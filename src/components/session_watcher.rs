use crate::auth::{AuthGuard, GuardOutcome, POLL_INTERVAL};
use crate::state::AppContext;
use crate::util::now_secs;
use leptos::prelude::*;
use leptos_dom::helpers::set_interval_with_handle;
use log::warn;

/// Re-checks the stored token on mount and every [`POLL_INTERVAL`].
///
/// The first check that finds the session missing, malformed or expired
/// tells the user once and sends them to the login page.
#[component]
pub fn SessionWatcher() -> impl IntoView {
    let app_state = expect_context::<AppContext>();
    let guard = StoredValue::new(AuthGuard::new(app_state.0.session.clone()));

    let check = move || {
        let outcome = guard
            .try_update_value(|g| g.check(now_secs()))
            .unwrap_or(GuardOutcome::AlreadyInvalid);

        if let GuardOutcome::Transitioned(reason) = outcome {
            app_state.0.display_name.set(None);
            app_state.0.signed_in.set(false);
            let _ = window().alert_with_message(reason.notice());
            let _ = window().location().set_href("/login");
        }
    };

    check();

    match set_interval_with_handle(check, POLL_INTERVAL) {
        Ok(handle) => on_cleanup(move || handle.clear()),
        Err(e) => warn!("could not start session polling: {e:?}"),
    }
}
use crate::models::{CollectionResponse, Record, UserProfile};
use crate::resources::Resource;
use crate::session::SessionProvider;
use log::{debug, info};
use serde::de::DeserializeOwned;
use serde::{Deserialize, Serialize};
use std::future::Future;
use std::sync::Arc;

/// Page size used when walking a whole collection.
pub(crate) const FETCH_ALL_PAGE_SIZE: u32 = 100;

/// Upper bound on pages requested by one walk, for backends that ignore `page`.
pub(crate) const MAX_PAGES: u32 = 1000;

#[derive(Clone, Debug, PartialEq, Eq, thiserror::Error)]
pub(crate) enum ApiError {
    #[error("Unauthorized")]
    Unauthorized,
    #[error("network error: {0}")]
    Network(String),
    #[error("request failed ({status}): {message}")]
    Http { status: u16, message: String },
    #[error("unexpected response: {0}")]
    Parse(String),
}

impl ApiError {
    fn network(e: reqwest::Error) -> Self {
        Self::Network(e.to_string())
    }

    fn parse(e: impl std::fmt::Display) -> Self {
        Self::Parse(e.to_string())
    }

    /// Map a non-2xx status and its body.
    pub(crate) fn from_status(status: u16, body: &str) -> Self {
        if status == 401 {
            return Self::Unauthorized;
        }
        Self::Http {
            status,
            message: error_message_from_body(body),
        }
    }

    /// Text suitable for a form banner.
    pub(crate) fn user_message(&self) -> String {
        match self {
            Self::Unauthorized => "Invalid credentials or session expired.".to_string(),
            Self::Network(_) => "Unable to reach the server. Check your connection.".to_string(),
            Self::Http { message, .. } if !message.is_empty() => message.clone(),
            Self::Http { .. } | Self::Parse(_) => {
                "Something went wrong. Please try again later.".to_string()
            }
        }
    }
}

pub(crate) type ApiResult<T> = Result<T, ApiError>;

/// Pull a human message out of a CMS error body.
///
/// Handles `{"error":{"message":..}}`, `{"message":..}` and the older
/// `{"message":[{"messages":[{"message":..}]}]}`; falls back to the raw text.
pub(crate) fn error_message_from_body(body: &str) -> String {
    let Ok(value) = serde_json::from_str::<serde_json::Value>(body) else {
        return body.trim().to_string();
    };

    value
        .pointer("/error/message")
        .or_else(|| value.pointer("/message/0/messages/0/message"))
        .or_else(|| value.get("message"))
        .and_then(|v| v.as_str())
        .map(str::to_string)
        .unwrap_or_else(|| body.trim().to_string())
}

#[derive(Clone, Copy, Debug, PartialEq, Eq)]
pub(crate) struct PageRequest {
    pub page: u32,
    pub page_size: u32,
}

/// Server-side filters accepted by report-style collections.
#[derive(Clone, Debug, Default, PartialEq, Eq)]
pub(crate) struct ReportFilter {
    pub date: Option<String>,
    pub month: Option<String>,
    pub year: Option<String>,
    pub quarter: Option<String>,
}

impl ReportFilter {
    fn pairs(&self) -> impl Iterator<Item = (&'static str, &str)> {
        [
            ("date", self.date.as_deref()),
            ("month", self.month.as_deref()),
            ("year", self.year.as_deref()),
            ("quarter", self.quarter.as_deref()),
        ]
        .into_iter()
        .filter_map(|(k, v)| v.map(str::trim).filter(|v| !v.is_empty()).map(|v| (k, v)))
    }

    pub fn is_empty(&self) -> bool {
        self.pairs().next().is_none()
    }
}

pub(crate) fn collection_url(
    base_url: &str,
    collection: &str,
    file_field: &str,
    page: Option<PageRequest>,
    filters: &ReportFilter,
) -> String {
    let mut url = format!(
        "{}/api/{}?populate={}&sort=id:desc",
        base_url.trim_end_matches('/'),
        collection,
        urlencoding::encode(file_field)
    );

    if let Some(p) = page {
        url.push_str(&format!("&page={}&pageSize={}", p.page, p.page_size));
    }

    for (key, value) in filters.pairs() {
        url.push_str(&format!("&{key}={}", urlencoding::encode(value)));
    }

    url
}

/// Walk a paged collection one page at a time, starting at page 1.
///
/// Stops at the first empty page, or after the page the response metadata
/// reports as the last one. Page `n + 1` is only requested once page `n`
/// has resolved.
pub(crate) async fn collect_pages<A, F, Fut>(mut fetch: F) -> ApiResult<Vec<Record<A>>>
where
    F: FnMut(u32) -> Fut,
    Fut: Future<Output = ApiResult<CollectionResponse<A>>>,
{
    let mut out = Vec::new();

    for page in 1..=MAX_PAGES {
        let res = fetch(page).await?;
        if res.data.is_empty() {
            break;
        }

        let page_count = res.meta.pagination.as_ref().and_then(|p| p.page_count);
        out.extend(res.data);

        if page_count.is_some_and(|count| page >= count) {
            break;
        }
    }

    Ok(out)
}

#[derive(Serialize, Deserialize, Clone, Debug)]
pub(crate) struct LoginRequest {
    #[serde(rename = "employeeCode")]
    pub employee_code: String,
    pub password: String,
}
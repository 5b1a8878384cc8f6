mod api;
mod app;
mod auth;
mod components;
mod config;
mod download;
mod listing;
mod logging;
mod models;
mod pages;
mod pagination;
mod resources;
mod session;
mod sidebar;
mod state;
mod storage;
mod util;

use crate::app::App;
use crate::config::EnvConfig;
use leptos::prelude::*;

// Needed for `#[wasm_bindgen(start)]` on the wasm entrypoint.
#[cfg(all(target_arch = "wasm32", not(test)))]
use wasm_bindgen::prelude::wasm_bindgen;

// Only register the WASM start function for normal builds (not for tests),
// otherwise wasm-bindgen-test will end up with multiple entry symbols.
#[cfg_attr(all(target_arch = "wasm32", not(test)), wasm_bindgen(start))]
pub fn main() {
    console_error_panic_hook::set_once();

    let config = EnvConfig::new();
    if logging::init_logging(config.log_level).is_ok() {
        log::info!("portal starting against {}", config.api_url);
    }

    mount_to_body(move || view! { <App config={config.clone()} /> });
}
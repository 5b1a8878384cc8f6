use leptos::prelude::*;
use tw_merge::tw_merge;
use wasm_bindgen::JsCast;

const INPUT_CLASS: &str = "placeholder:text-muted-foreground border-input flex h-8 w-full min-w-0 rounded-md border bg-transparent px-3 py-1 text-sm shadow-xs transition-[color,box-shadow] outline-none focus-visible:border-ring focus-visible:ring-2 focus-visible:ring-ring/50 disabled:pointer-events-none disabled:cursor-not-allowed disabled:opacity-50";

/// Text-like input kept in sync with `bind_value`.
#[component]
pub fn Input(
    #[prop(into, optional)] class: String,
    #[prop(into, default = "text")] r#type: &'static str,
    #[prop(into, optional)] placeholder: String,
    #[prop(into, optional)] name: String,
    #[prop(into, optional)] id: String,
    #[prop(optional)] required: bool,
    #[prop(optional)] autofocus: bool,
    #[prop(into, optional)] autocomplete: String,
    #[prop(into)] bind_value: RwSignal<String>,
) -> impl IntoView {
    let merged_class = tw_merge!(INPUT_CLASS, class);

    // Manual wiring instead of `bind:value`; date inputs also report through `input`.
    let on_input = move |ev: web_sys::Event| {
        if let Some(input) = ev
            .target()
            .and_then(|t| t.dyn_into::<web_sys::HtmlInputElement>().ok())
        {
            bind_value.set(input.value());
        }
    };

    view! {
        <input
            data-name="Input"
            type=r#type
            class=merged_class
            placeholder=placeholder
            name=name
            id=id
            required=required
            autofocus=autofocus
            autocomplete=autocomplete
            prop:value=move || bind_value.get()
            on:input=on_input
        />
    }
}

/// Native `<select>` over `(value, label)` pairs.
#[component]
pub fn Select(
    #[prop(into, optional)] class: String,
    #[prop(into, optional)] id: String,
    options: Vec<(String, String)>,
    #[prop(into)] bind_value: RwSignal<String>,
) -> impl IntoView {
    let merged_class = tw_merge!(INPUT_CLASS, "pr-8", class);

    let on_change = move |ev: web_sys::Event| {
        if let Some(select) = ev
            .target()
            .and_then(|t| t.dyn_into::<web_sys::HtmlSelectElement>().ok())
        {
            bind_value.set(select.value());
        }
    };

    view! {
        <select data-name="Select" class=merged_class id=id prop:value=move || bind_value.get() on:change=on_change>
            {options
                .into_iter()
                .map(|(value, label)| view! { <option value=value>{label}</option> })
                .collect_view()}
        </select>
    }
}
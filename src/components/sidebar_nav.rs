use crate::sidebar::{is_active, NAV_GROUPS};
use leptos::prelude::*;
use leptos_router::hooks::use_location;

#[component]
pub fn SidebarNav() -> impl IntoView {
    let location = use_location();
    let pathname = move || location.pathname.get();

    view! {
        <nav class="space-y-4" aria-label="Main">
            {NAV_GROUPS
                .iter()
                .map(|group| {
                    view! {
                        <div class="space-y-1">
                            <div class="px-2 text-[11px] font-medium uppercase tracking-wide text-muted-foreground">
                                {group.title}
                            </div>
                            {group
                                .links
                                .iter()
                                .map(|link| {
                                    let href = link.href;
                                    view! {
                                        <a
                                            href=href
                                            aria-current=move || is_active(href, &pathname()).then_some("page")
                                            class=move || {
                                                if is_active(href, &pathname()) {
                                                    "block rounded-md bg-accent px-2 py-1.5 text-sm font-medium text-accent-foreground"
                                                } else {
                                                    "block rounded-md px-2 py-1.5 text-sm text-foreground hover:bg-accent/60"
                                                }
                                            }
                                        >
                                            {link.label}
                                        </a>
                                    }
                                })
                                .collect_view()}
                        </div>
                    }
                })
                .collect_view()}
        </nav>
    }
}
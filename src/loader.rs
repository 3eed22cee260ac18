use crate::error::{AnalyticsError, Result};
use crate::model::Transaction;
use std::path::Path;

/// Columns every source file must carry, in any order.
pub const REQUIRED_COLUMNS: [&str; 7] = [
    "date",
    "product",
    "category",
    "quantity",
    "total",
    "customer_id",
    "order_id",
];

/// Loads the sales table from a delimited file. The header row is checked
/// for all required columns before any row is deserialized, so a missing
/// column fails with its name rather than a row-level type error.
pub fn load_csv(csv_path: &Path) -> Result<Vec<Transaction>> {
    let mut rdr = csv::Reader::from_path(csv_path)
        .map_err(|e| AnalyticsError::load(csv_path, e))?;

    let headers = rdr
        .headers()
        .map_err(|e| AnalyticsError::load(csv_path, e))?
        .clone();
    for column in REQUIRED_COLUMNS {
        if !headers.iter().any(|h| h == column) {
            return Err(AnalyticsError::MissingColumn(column.to_string()));
        }
    }

    let mut transactions = Vec::new();
    for result in rdr.deserialize() {
        let transaction: Transaction =
            result.map_err(|e| AnalyticsError::load(csv_path, e))?;
        transactions.push(transaction);
    }

    Ok(transactions)
}
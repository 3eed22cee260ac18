use std::path::PathBuf;
use thiserror::Error;

/// Errors that can occur while loading data, running queries, or writing
/// outputs. No variant is retryable: a failed run is simply rerun.
#[derive(Error, Debug)]
pub enum AnalyticsError {
    #[error("failed to load sales data from {path}: {reason}")]
    Load { path: PathBuf, reason: String },

    #[error("required column '{0}' is missing from the source file")]
    MissingColumn(String),

    #[error("invalid argument: {0}")]
    InvalidArgument(String),

    #[error("failed to write output to {path}: {reason}")]
    Output { path: PathBuf, reason: String },
}

pub type Result<T> = std::result::Result<T, AnalyticsError>;

impl AnalyticsError {
    pub fn load(path: impl Into<PathBuf>, reason: impl ToString) -> Self {
        AnalyticsError::Load {
            path: path.into(),
            reason: reason.to_string(),
        }
    }

    pub fn output(path: impl Into<PathBuf>, reason: impl ToString) -> Self {
        AnalyticsError::Output {
            path: path.into(),
            reason: reason.to_string(),
        }
    }
}
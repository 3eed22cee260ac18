use crate::analyzer::{SalesAnalyzer, Summary, DEFAULT_TOP_N, DEFAULT_WINDOW_DAYS};
use crate::error::{AnalyticsError, Result};
use chrono::{DateTime, Utc};
use serde::{Deserialize, Serialize};
use std::collections::BTreeMap;
use std::fs;
use std::path::Path;

/// Machine-readable analytics payload. Derives both directions so a
/// written export can be parsed back and checked against the table.
#[derive(Debug, Serialize, Deserialize)]
pub struct AnalyticsExport {
    pub generated_at: DateTime<Utc>,
    pub top_products: BTreeMap<String, u64>,
    pub daily_revenue: BTreeMap<String, f64>,
    pub customer_segments: BTreeMap<String, usize>,
    pub summary: Summary,
}

impl AnalyticsExport {
    /// Assembles the payload from the analyzer's default-parameter queries.
    pub fn from_analyzer(analyzer: &SalesAnalyzer) -> Result<Self> {
        let top_products = analyzer.top_products(DEFAULT_TOP_N)?.into_iter().collect();
        let daily_revenue = analyzer
            .daily_revenue(DEFAULT_WINDOW_DAYS)?
            .into_iter()
            .map(|(date, revenue)| (date.format("%Y-%m-%d").to_string(), revenue))
            .collect();
        let customer_segments = analyzer
            .segment_counts()
            .into_iter()
            .map(|(segment, count)| (segment.label().to_string(), count))
            .collect();

        Ok(AnalyticsExport {
            generated_at: Utc::now(),
            top_products,
            daily_revenue,
            customer_segments,
            summary: analyzer.summary(),
        })
    }
}

/// Writes the analytics payload as pretty-printed UTF-8 JSON. serde_json
/// leaves non-ASCII identifiers unescaped, matching the source data.
pub fn export_json(analyzer: &SalesAnalyzer, output_path: &Path) -> Result<()> {
    let export = AnalyticsExport::from_analyzer(analyzer)?;
    let json = serde_json::to_string_pretty(&export)
        .map_err(|e| AnalyticsError::output(output_path, e))?;
    fs::write(output_path, json).map_err(|e| AnalyticsError::output(output_path, e))?;
    Ok(())
}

_ _ _

Work out how many lines of the listing above include the word "filename". Reply with nothing but the count.

3